SUPPLIED DATA Start Marker

//! # Dungeonforge 🗺️
//!
//! ## A procedural BSP dungeon generator for Rust
//!
//! `dungeonforge` partitions a rectangular map with binary space
//! partitioning, carves a room into each resulting section, connects the
//! rooms with corridors, derives wall geometry, and classifies every cell
//! with a tile label ready for rendering. This crate is the main facade,
//! re-exporting the `dungeonforge` ecosystem.
//!
//! ## Core Principles
//!
//! -   **🦀 Pure Rust**: no C dependencies, for easy and fast builds.
//! -   **📦 Modular**: the library is split into small, focused crates.
//!     You only use what you need.
//! -   **🔁 Deterministic**: generation is driven entirely by a seeded
//!     RNG, so the same seed and options always produce the same map.
//! -   **📚 Well-documented**: aims for clear documentation and practical
//!     examples.
//!
//! ## Quick Start
//!
//! ```toml
//! [dependencies]
//! dungeonforge = { version = "0.1.0", features = ["compositor"] }
//! ```
//!
//! Then, use the prelude to get started quickly:
//!
//! ```rust
//! use dungeonforge::prelude::*;
//!
//! let mut rng = Rng::with_seed(42);
//! let map = Map::new(60, 40, &GenOptions::default(), &mut rng).unwrap();
//!
//! println!("generated a {}x{} map with {} rooms", map.width(), map.height(), map.rooms().len());
//! ```
//!
//! ## Available Features
//!
//! -   `tileset`: loading and building texture catalogs for generated maps.
//! -   `compositor`: compositing a labelled map against a texture catalog
//!     into pixel layers.
//! -   `full`: enables all features.

#![warn(clippy::all, clippy::pedantic, clippy::nursery, clippy::cargo)]
#![warn(clippy::dbg_macro, clippy::todo, clippy::unimplemented)]
#![allow(clippy::module_name_repetitions)]
#![allow(clippy::multiple_crate_versions)]
#![deny(missing_docs)]

// Re-export core crates (always available).
pub use dungeonforge_bsp as bsp;
pub use dungeonforge_geometry as geometry;
pub use dungeonforge_random as random;

// Optional feature-gated crates.
#[cfg(feature = "tileset")]
pub use dungeonforge_tileset as tileset;

#[cfg(feature = "compositor")]
pub use dungeonforge_compositor as compositor;

/// Prelude module for convenient imports.
pub mod prelude {
    // Core types (always available).
    pub use crate::bsp::{
        BspError, Door, DoorId, GenOptions, Hall, HallId, Map, Room, RoomId, Section, SectionId,
        SplitDirection, TileGrid, TileLabel,
    };
    pub use crate::geometry::{Point, Rect};
    pub use crate::random::Rng;

    // Optional feature-gated items.
    #[cfg(feature = "tileset")]
    pub use crate::tileset::TileCatalog;

    #[cfg(feature = "compositor")]
    pub use crate::compositor::composite;
}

SUPPLIED DATA End Marker

▸ **WHAT TO WORK ON**:
In the answer, give the lines from the first line of the data through the line with "for generated maps.", exactly as they appear and with no additions.

▸ **YOUR SOLUTION**:
//! # Dungeonforge 🗺️
//!
//! ## A procedural BSP dungeon generator for Rust
//!
//! `dungeonforge` partitions a rectangular map with binary space
//! partitioning, carves a room into each resulting section, connects the
//! rooms with corridors, derives wall geometry, and classifies every cell
//! with a tile label ready for rendering. This crate is the main facade,
//! re-exporting the `dungeonforge` ecosystem.
//!
//! ## Core Principles
//!
//! -   **🦀 Pure Rust**: no C dependencies, for easy and fast builds.
//! -   **📦 Modular**: the library is split into small, focused crates.
//!     You only use what you need.
//! -   **🔁 Deterministic**: generation is driven entirely by a seeded
//!     RNG, so the same seed and options always produce the same map.
//! -   **📚 Well-documented**: aims for clear documentation and practical
//!     examples.
//!
//! ## Quick Start
//!
//! ```toml
//! [dependencies]
//! dungeonforge = { version = "0.1.0", features = ["compositor"] }
//! ```
//!
//! Then, use the prelude to get started quickly:
//!
//! ```rust
//! use dungeonforge::prelude::*;
//!
//! let mut rng = Rng::with_seed(42);
//! let map = Map::new(60, 40, &GenOptions::default(), &mut rng).unwrap();
//!
//! println!("generated a {}x{} map with {} rooms", map.width(), map.height(), map.rooms().len());
//! ```
//!
//! ## Available Features
//!
//! -   `tileset`: loading and building texture catalogs for generated maps.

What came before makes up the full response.